Endovascular Embolisation of Pulmonary Arteriovenous Malformation Using Amplatzer Vascular Plugs

Abstract

Pulmonary arteriovenous malformation (PAVMs) are abnormal communications between pulmonary arteries and veins. The rarity of their occurrence, coupled with the risks they pose, including brain abscess, embolic stroke, and myocardial infarction, mandates that they should not be overlooked in the differential diagnosis of patients presenting with haemoptysis, dyspnea, clubbing, cyanosis, hypoxemia, or epistaxis.We present the case of a 41-year-old local female who presented to our hospital as an outpatient with decreased oxygen saturation (SpO2) of 70%-80% for the past two years with a final diagnosis of PAVM. The initial baseline workup showed polycythemia with a hemoglobin level of 19 mg/dL and raised hematocrit.

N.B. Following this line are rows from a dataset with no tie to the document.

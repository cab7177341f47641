use std::path::PathBuf;
use std::sync::Arc;
use std::time::Duration;

use anyhow::Result;
use clap::{Parser, Subcommand};
use log::info;

use crate::auth::Token;
use crate::config::Config;
use crate::dashboard::Dashboard;
use crate::gitlab::GitLabClient;
use crate::output;
use crate::overview::{milestone_velocity, project_overview, Overview};
use crate::status::{status_card, StatusCard};

#[derive(Parser)]
#[command(name = "pipewatch")]
#[command(author, version, about = "GitLab status dashboard for your terminal", long_about = None)]
pub struct Cli {
    #[command(subcommand)]
    command: Commands,

    /// Configuration file (defaults to ./pipewatch.{toml,json,yaml,yml})
    #[arg(short, long, global = true)]
    config: Option<PathBuf>,

    /// GitLab private token
    #[arg(short, long, global = true, env = "GITLAB_TOKEN")]
    token: Option<String>,

    /// Write the result as JSON to a file instead of rendering tables
    #[arg(short, long, global = true)]
    output: Option<PathBuf>,

    #[arg(short, long, global = true, default_value_t = false)]
    pretty: bool,
}

#[derive(Subcommand)]
enum Commands {
    /// Show the latest pipeline status card for each project
    Status,

    /// Show aggregated activity and velocity for the look-back window
    Overview,

    /// Re-render the status cards on a fixed interval
    Watch {
        /// Seconds between redraws (defaults to the configured interval)
        #[arg(short, long)]
        interval: Option<u64>,
    },
}

impl Cli {
    pub async fn execute(&self) -> Result<()> {
        if matches!(self.command, Commands::Watch { .. }) && self.output.is_some() {
            anyhow::bail!("--output cannot be combined with watch; use status for a JSON snapshot");
        }

        let mut config = Config::load(self.config.as_deref())?;
        if let Some(token) = &self.token {
            config.gitlab.token = Some(token.clone());
        }
        config.validate()?;

        let client = GitLabClient::new(
            &config.gitlab.api_url,
            config.gitlab.token.as_deref().map(Token::from),
            Duration::from_secs(config.http.timeout_secs),
        )
        .await?;

        match &self.command {
            Commands::Status => self.execute_status(&client, &config).await,
            Commands::Overview => self.execute_overview(client, &config).await,
            Commands::Watch { interval } => {
                let interval = interval.unwrap_or(config.refresh.status_interval_secs);
                self.execute_watch(&client, &config, interval).await
            }
        }
    }

    async fn fetch_cards(client: &GitLabClient, config: &Config) -> Vec<StatusCard> {
        let mut cards = Vec::with_capacity(config.gitlab.projects.len());
        for project in &config.gitlab.projects {
            cards.push(status_card(client, project).await);
        }
        cards
    }

    async fn execute_status(&self, client: &GitLabClient, config: &Config) -> Result<()> {
        let spinner = output::fetch_spinner("Fetching latest pipelines");
        let cards = Self::fetch_cards(client, config).await;
        spinner.finish_and_clear();

        self.emit(&cards, |cards| output::print_status_cards(cards))
    }

    async fn execute_overview(&self, client: GitLabClient, config: &Config) -> Result<()> {
        let client = Arc::new(client);
        let dashboard = Dashboard::new(Arc::clone(&client), config)?;

        let spinner = output::fetch_spinner("Fetching dashboard data");
        let pipelines = dashboard.pipeline_data().await?;
        let commits = dashboard.commit_data().await?;
        let deployments = dashboard.deployment_data().await?;
        let milestones = dashboard.milestone_data().await?;
        let group_name = client.group_name(dashboard.group_id()).await;
        spinner.finish_and_clear();

        let overview = Overview {
            group_name,
            projects: dashboard
                .projects()
                .iter()
                .map(|project| project_overview(project, &pipelines, &commits, &deployments))
                .collect(),
            velocity: milestone_velocity(&milestones),
        };

        self.emit(&overview, output::print_overview)
    }

    async fn execute_watch(
        &self,
        client: &GitLabClient,
        config: &Config,
        interval: u64,
    ) -> Result<()> {
        info!("Watching {} projects", config.gitlab.projects.len());
        let term = console::Term::stdout();

        loop {
            let cards = Self::fetch_cards(client, config).await;
            term.clear_screen()?;
            output::print_status_cards(&cards);
            output::print_watch_footer(interval);
            tokio::time::sleep(Duration::from_secs(interval)).await;
        }
    }

    /// Writes JSON to the output path when one was given, otherwise renders
    /// through the provided printer.
    fn emit<T: serde::Serialize>(&self, value: &T, print: impl Fn(&T)) -> Result<()> {
        if let Some(output_path) = &self.output {
            let json_output = if self.pretty {
                serde_json::to_string_pretty(value)?
            } else {
                serde_json::to_string(value)?
            };
            std::fs::write(output_path, json_output)?;
            info!("Output written to: {}", output_path.display());
        } else {
            print(value);
        }
        Ok(())
    }
}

She had extensive workup in the past two years for her polycythemia including gene mutation testing and cardiac workup which all turned out normal. Her chest X-ray (CXR) showed right lung opacity which was initially considered to be infective but it did not respond to antibiotic treatment. Later on, a CT scan of the chest was performed and findings were typical of a large PAVM which had two feeding arteries. The patient was referred to a cardiothoracic surgeon who sent the patient to the interventional radiology section for endovascular management.The embolization procedure was then performed and both feeders were successfully embolised. After the procedure, the patient's SpO2 levels were restored to 95%-96%, and no post-procedure complications were noted.